うちのサークルで貸切になってるような状態のペンションで人目を避けられる場所なんて、そうはない。
ぼくと東は部屋に戻るまでの廊下と階段で、小声でやりとりするしかなかった。
「岡谷先輩と前橋先輩って?」
「俺たちがこのサークルに入る前は、付き合ってたんだよ、あの二人」
東も声をひそめてるんだけど。驚いた。
「え!」
「細かいことは俺もまだつかめてないんだけどさ、今回の合宿中、岡谷がおまえにべったりだろ? なんかうさんくせえんだよ、あいつら」
……どういうことだろ? ワケがわからない状態のぼくに東が早口で続ける。
「あのバカ女、ゆうべ俺のこと呼び出して」
コクってきやがった、と東は吐き出す口調で言った。
「カノジョがいるのかとか、好きな相手はいるのかとかうるさくてさ、よっぽどホントのこと言ってやろうかと思ったんだけど、」
「そ、それは…!」
「わかってるよ、おまえが困ることはしねーよ」
東はそう言いながら、ぼくに大丈夫だからって笑ってくれて……
「ゴマカしてたら、じゃああたしカノジョ第一候補ね、有力候補よね〜とか、一人で盛り上がっちゃって」
……そうか。前橋先輩が急にレベルアップしてた理由がこれで納得できた。
「今日の打ち上げ、きっとかなりうぜえだろうけど、おまえ、気にしなくていいからな」
でも! とぼくが言いかけたところで、通り過ぎかけたところのドアががちゃりと開いた。

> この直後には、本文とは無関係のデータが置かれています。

//! 注册中心客户端
//!
//! 封装本进程的服务注册和多个服务的发现监听，对外提供轮询和按 ID 两种选择方式

use std::collections::HashMap;
use std::sync::Arc;

use futures::future::join_all;
use tokio::sync::{Mutex, RwLock};
use tracing::{info, warn};

use crate::config::{Config, HealthCheckConfig};
use crate::discovery::{
    AddressInfo, AddressSet, ConsulBackend, DiscoveryWatcher, Pick, RegistryBackend,
};
use crate::error::{DiscoveryError, InfraResultExt, Result};
use crate::health::HealthServer;
use crate::types::{HealthCheckSpec, RegistrationDescriptor};

/// 注册中心客户端
///
/// 显式构造后通过 `Arc` 共享给需要的组件，不使用进程级单例
pub struct RegistryClient {
    backend: Arc<dyn RegistryBackend>,
    health_config: HealthCheckConfig,
    registration: RwLock<Option<RegistrationDescriptor>>,
    /// 串行化注册和注销；`registration` 只在写入结果时短暂加写锁
    registering: Mutex<()>,
    health_server: Mutex<Option<HealthServer>>,
    watchers: RwLock<HashMap<String, DiscoveryWatcher>>,
}

impl RegistryClient {
    pub fn new(backend: Arc<dyn RegistryBackend>, health_config: HealthCheckConfig) -> Self {
        Self {
            backend,
            health_config,
            registration: RwLock::new(None),
            registering: Mutex::new(()),
            health_server: Mutex::new(None),
            watchers: RwLock::new(HashMap::new()),
        }
    }

    /// 使用 Consul 后端创建
    pub fn consul(config: &Config) -> Result<Self> {
        let backend = ConsulBackend::new(&config.registry)
            .map_err(|e| DiscoveryError::Config(format!("{:#}", e)))?;
        Ok(Self::new(Arc::new(backend), config.health_check.clone()))
    }

    /// 按配置创建：注册本进程（如果配置了）并监听 `watch` 中的所有服务
    pub async fn from_config(config: &Config) -> Result<Self> {
        let client = Self::consul(config)?;
        if let Some(service) = &config.service {
            client
                .register(
                    &service.name,
                    &service.instance_id(),
                    &service.address,
                    service.port,
                )
                .await?;
        }
        for name in &config.watch {
            client.add_watcher(name).await?;
        }
        Ok(client)
    }

    /// 注册本进程
    ///
    /// 先启动健康检查 HTTP 服务，再向注册中心注册；注册失败时关闭健康检查服务，
    /// 错误原样返回，不做重试。每个客户端只能注册一次。
    ///
    /// 注册进行中 [`RegistryClient::registration`] 不会被阻塞，返回的是注册前的状态
    pub async fn register(&self, name: &str, id: &str, addr: &str, port: u16) -> Result<()> {
        let _registering = self.registering.lock().await;
        if let Some(existing) = self.registration.read().await.as_ref() {
            return Err(DiscoveryError::AlreadyRegistered {
                service: existing.name.clone(),
                id: existing.id.clone(),
            });
        }

        let server = HealthServer::bind(&self.health_config).await?;
        let descriptor = RegistrationDescriptor {
            name: name.to_string(),
            id: id.to_string(),
            addr: addr.to_string(),
            port,
            check: HealthCheckSpec {
                http: format!("http://{}:{}{}", addr, server.port(), server.path()),
                timeout: self.health_config.timeout(),
                interval: self.health_config.interval(),
                ttl: self.health_config.ttl(),
                deregister_critical_after: self.health_config.deregister_after(),
            },
        };

        if let Err(e) = self
            .backend
            .register(&descriptor)
            .await
            .into_discovery(|reason| DiscoveryError::registration_failed(name, reason))
        {
            server.shutdown().await;
            return Err(e);
        }

        info!(service = name, id, addr, port, "service instance registered");
        *self.health_server.lock().await = Some(server);
        *self.registration.write().await = Some(descriptor);
        Ok(())
    }

    /// 当前注册信息
    pub async fn registration(&self) -> Option<RegistrationDescriptor> {
        self.registration.read().await.clone()
    }

    /// 从注册中心注销本进程并停止健康检查服务
    pub async fn deregister(&self) -> Result<()> {
        let _registering = self.registering.lock().await;
        let Some(descriptor) = self.registration.read().await.clone() else {
            return Err(DiscoveryError::NotRegistered);
        };

        self.backend
            .deregister(&descriptor.id)
            .await
            .into_discovery(|reason| DiscoveryError::DeregistrationFailed {
                id: descriptor.id.clone(),
                reason,
            })?;

        info!(service = %descriptor.name, id = %descriptor.id, "service instance deregistered");
        *self.registration.write().await = None;
        if let Some(server) = self.health_server.lock().await.take() {
            server.shutdown().await;
        }
        Ok(())
    }

    /// 添加服务发现监听
    ///
    /// 同名监听已存在时替换，并停止被替换的监听器
    pub async fn add_watcher(&self, name: &str) -> Result<()> {
        let watcher = DiscoveryWatcher::start(self.backend.clone(), name).await?;
        let replaced = self.watchers.write().await.insert(name.to_string(), watcher);

        if let Some(old) = replaced {
            warn!(service = name, "watcher replaced, stopping the previous one");
            old.shutdown().await;
        }
        Ok(())
    }

    /// 移除服务发现监听，返回是否存在
    pub async fn remove_watcher(&self, name: &str) -> bool {
        let removed = self.watchers.write().await.remove(name);
        match removed {
            Some(watcher) => {
                watcher.shutdown().await;
                true
            }
            None => false,
        }
    }

    /// 正在监听的服务名
    pub async fn watched_services(&self) -> Vec<String> {
        let mut names: Vec<String> = self.watchers.read().await.keys().cloned().collect();
        names.sort();
        names
    }

    /// 轮询选择一个健康实例
    pub async fn select(&self, name: &str) -> Result<AddressInfo> {
        let watchers = self.watchers.read().await;
        let watcher = watchers
            .get(name)
            .ok_or_else(|| DiscoveryError::watcher_not_found(name))?;
        watcher.round_select().await
    }

    /// 按实例 ID 选择
    ///
    /// 实例不存在时返回 [`Pick::Fallback`]，调用方根据 `found()` 决定是否告警
    pub async fn select_by_id(&self, name: &str, server_id: &str) -> Result<Pick> {
        let watchers = self.watchers.read().await;
        let watcher = watchers
            .get(name)
            .ok_or_else(|| DiscoveryError::watcher_not_found(name))?;

        let pick = watcher.get_by_id(server_id).await?;
        if !pick.found() {
            info!(
                service = name,
                requested = server_id,
                picked = %pick.info().id,
                "instance not found by id, fell back to a random instance"
            );
        }
        Ok(pick)
    }

    /// 指定服务当前的健康实例快照
    pub async fn snapshot(&self, name: &str) -> Result<Arc<AddressSet>> {
        let watchers = self.watchers.read().await;
        let watcher = watchers
            .get(name)
            .ok_or_else(|| DiscoveryError::watcher_not_found(name))?;
        Ok(watcher.snapshot().await)
    }

    /// 停止所有监听器和健康检查服务（不注销）
    pub async fn shutdown(&self) {
        let watchers: Vec<DiscoveryWatcher> = self
            .watchers
            .write()
            .await
            .drain()
            .map(|(_, watcher)| watcher)
            .collect();
        join_all(watchers.into_iter().map(DiscoveryWatcher::shutdown)).await;

        if let Some(server) = self.health_server.lock().await.take() {
            server.shutdown().await;
        }
    }
}
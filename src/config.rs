use serde::{Deserialize, Serialize};
use std::time::Duration;

use crate::error::{DiscoveryError, Result};

#[derive(Debug, Clone, Default, Deserialize, Serialize)]
pub struct Config {
    #[serde(default)]
    pub registry: RegistryConfig,
    /// 本进程的注册信息（不注册时可省略）
    pub service: Option<ServiceConfig>,
    #[serde(default)]
    pub health_check: HealthCheckConfig,
    /// 启动时需要监听的服务名
    #[serde(default)]
    pub watch: Vec<String>,
}

#[derive(Debug, Clone, Deserialize, Serialize)]
pub struct ServiceConfig {
    pub name: String,
    /// 缺省时生成 `{name}-{uuid}`
    pub id: Option<String>,
    pub address: String,
    pub port: u16,
}

impl ServiceConfig {
    pub fn instance_id(&self) -> String {
        self.id
            .clone()
            .unwrap_or_else(|| format!("{}-{}", self.name, uuid::Uuid::new_v4()))
    }
}

#[derive(Debug, Clone, Deserialize, Serialize)]
pub struct RegistryConfig {
    /// Consul HTTP API 地址
    #[serde(default = "default_registry_address")]
    pub address: String,
    /// 阻塞查询的最长等待时间（秒）
    #[serde(default = "default_wait_secs")]
    pub wait_secs: u64,
    /// 监听失败后的初始退避（毫秒）
    #[serde(default = "default_retry_base_ms")]
    pub retry_base_ms: u64,
    #[serde(default = "default_retry_max_ms")]
    pub retry_max_ms: u64,
    /// 普通请求超时（秒）
    #[serde(default = "default_request_timeout_secs")]
    pub request_timeout_secs: u64,
}

fn default_registry_address() -> String {
    "http://127.0.0.1:8500".to_string()
}

fn default_wait_secs() -> u64 {
    30
}

fn default_retry_base_ms() -> u64 {
    500
}

fn default_retry_max_ms() -> u64 {
    20_000
}

fn default_request_timeout_secs() -> u64 {
    10
}

impl Default for RegistryConfig {
    fn default() -> Self {
        Self {
            address: default_registry_address(),
            wait_secs: default_wait_secs(),
            retry_base_ms: default_retry_base_ms(),
            retry_max_ms: default_retry_max_ms(),
            request_timeout_secs: default_request_timeout_secs(),
        }
    }
}

impl RegistryConfig {
    pub fn wait(&self) -> Duration {
        Duration::from_secs(self.wait_secs)
    }

    pub fn retry_base(&self) -> Duration {
        Duration::from_millis(self.retry_base_ms)
    }

    pub fn retry_max(&self) -> Duration {
        Duration::from_millis(self.retry_max_ms)
    }

    pub fn request_timeout(&self) -> Duration {
        Duration::from_secs(self.request_timeout_secs)
    }
}

/// 健康检查配置
///
/// 注册时作为固定参数下发给注册中心，运行期不可调整
#[derive(Debug, Clone, Deserialize, Serialize)]
pub struct HealthCheckConfig {
    /// 健康检查 HTTP 服务监听端口，0 表示由系统分配
    #[serde(default = "default_check_port")]
    pub port: u16,
    #[serde(default = "default_check_path")]
    pub path: String,
    #[serde(default = "default_check_timeout_secs")]
    pub timeout_secs: u64,
    #[serde(default = "default_check_interval_secs")]
    pub interval_secs: u64,
    #[serde(default = "default_check_ttl_secs")]
    pub ttl_secs: u64,
    #[serde(default = "default_deregister_after_secs")]
    pub deregister_after_secs: u64,
}

fn default_check_port() -> u16 {
    8080
}

fn default_check_path() -> String {
    "/check".to_string()
}

fn default_check_timeout_secs() -> u64 {
    3
}

fn default_check_interval_secs() -> u64 {
    5
}

fn default_check_ttl_secs() -> u64 {
    10
}

fn default_deregister_after_secs() -> u64 {
    30
}

impl Default for HealthCheckConfig {
    fn default() -> Self {
        Self {
            port: default_check_port(),
            path: default_check_path(),
            timeout_secs: default_check_timeout_secs(),
            interval_secs: default_check_interval_secs(),
            ttl_secs: default_check_ttl_secs(),
            deregister_after_secs: default_deregister_after_secs(),
        }
    }
}

impl HealthCheckConfig {
    pub fn with_port(mut self, port: u16) -> Self {
        self.port = port;
        self
    }

    pub fn timeout(&self) -> Duration {
        Duration::from_secs(self.timeout_secs)
    }

    pub fn interval(&self) -> Duration {
        Duration::from_secs(self.interval_secs)
    }

    pub fn ttl(&self) -> Duration {
        Duration::from_secs(self.ttl_secs)
    }

    pub fn deregister_after(&self) -> Duration {
        Duration::from_secs(self.deregister_after_secs)
    }
}

impl Config {
    pub fn load_from_file(path: &str) -> Result<Self> {
        let content = std::fs::read_to_string(path)
            .map_err(|e| DiscoveryError::Config(format!("failed to read {}: {}", path, e)))?;
        Self::from_toml_str(&content)
    }

    pub fn from_toml_str(content: &str) -> Result<Self> {
        toml::from_str(content).map_err(|e| DiscoveryError::Config(e.to_string()))
    }
}

#[cfg(test)]
mod tests {
    use super::*;

    #[test]
    fn test_defaults_match_registry_constants() {
        let config = Config::from_toml_str("").unwrap();
        assert_eq!(config.registry.address, "http://127.0.0.1:8500");
        assert_eq!(config.health_check.port, 8080);
        assert_eq!(config.health_check.path, "/check");
        assert_eq!(config.health_check.timeout(), Duration::from_secs(3));
        assert_eq!(config.health_check.interval(), Duration::from_secs(5));
        assert_eq!(config.health_check.ttl(), Duration::from_secs(10));
        assert_eq!(config.health_check.deregister_after(), Duration::from_secs(30));
        assert!(config.service.is_none());
        assert!(config.watch.is_empty());
    }

    #[test]
    fn test_parse_full_file() {
        let config = Config::from_toml_str(
            r#"
            watch = ["user-service", "order-service"]

            [registry]
            address = "http://consul.internal:8500"
            wait_secs = 5

            [service]
            name = "gateway"
            id = "gateway-1"
            address = "10.0.0.7"
            port = 9000

            [health_check]
            port = 18080
            "#,
        )
        .unwrap();

        assert_eq!(config.registry.address, "http://consul.internal:8500");
        assert_eq!(config.registry.wait(), Duration::from_secs(5));
        assert_eq!(config.registry.retry_max_ms, 20_000);
        let service = config.service.unwrap();
        assert_eq!(service.instance_id(), "gateway-1");
        assert_eq!(config.health_check.port, 18080);
        assert_eq!(config.health_check.ttl_secs, 10);
        assert_eq!(config.watch, ["user-service", "order-service"]);
    }

    #[test]
    fn test_generated_instance_id() {
        let service = ServiceConfig {
            name: "gateway".to_string(),
            id: None,
            address: "127.0.0.1".to_string(),
            port: 9000,
        };
        assert!(service.instance_id().starts_with("gateway-"));
        assert_ne!(service.instance_id(), service.instance_id());
    }

    #[test]
    fn test_invalid_toml_is_config_error() {
        let err = Config::from_toml_str("watch = 3").unwrap_err();
        assert!(matches!(err, DiscoveryError::Config(_)));
    }
}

「おー東! ビール足りねーみたいなんだ、買い足して来てくれよ。お、高橋、おまえ、食堂行ってコップとか借りて来てくれ」
三年の先輩に矢継ぎ早に用事を言いつけられてしまった。
「やっぱ一年はパシリかよ」
東のぼやきを背で聞いて、ぼくたちは右と左に別れて走った。
で――
結局、その後の打ち上げでは、ぼくは最初から岡谷先輩に捕まって、いかに友人関係を広げるのが大事かという話と、岡谷先輩自身は特定の個人を自分に縛り付けるような視野の狭いことはしたくないんだというような話を延々と聞かされて悪酔いし、東に介抱される羽目になった。東のほうこそ、王様ゲームで前橋先輩とのキスを命じられて、迷うことなく、罰ゲームの焼酎一気飲みを選択していたことを考えれば、それはかなり情けないことだったと思う。
なんかその晩はめちゃくちゃで。
前橋先輩は、「東くん、ひどいよ」って泣き出すし、ぼくはゲエゲエ吐きまくるし。東と岡谷先輩はとことん険悪だし。
なんでかなあって、背中を東にさすってもらいながらぼくは思った。
なんで……こんな、おかしな、わけのわからない、ややこしいことになってるんだろう……酔いでぐるぐる回る頭で、ぼくは一生懸命、考えていた。
「おかしいよ、これ」って……。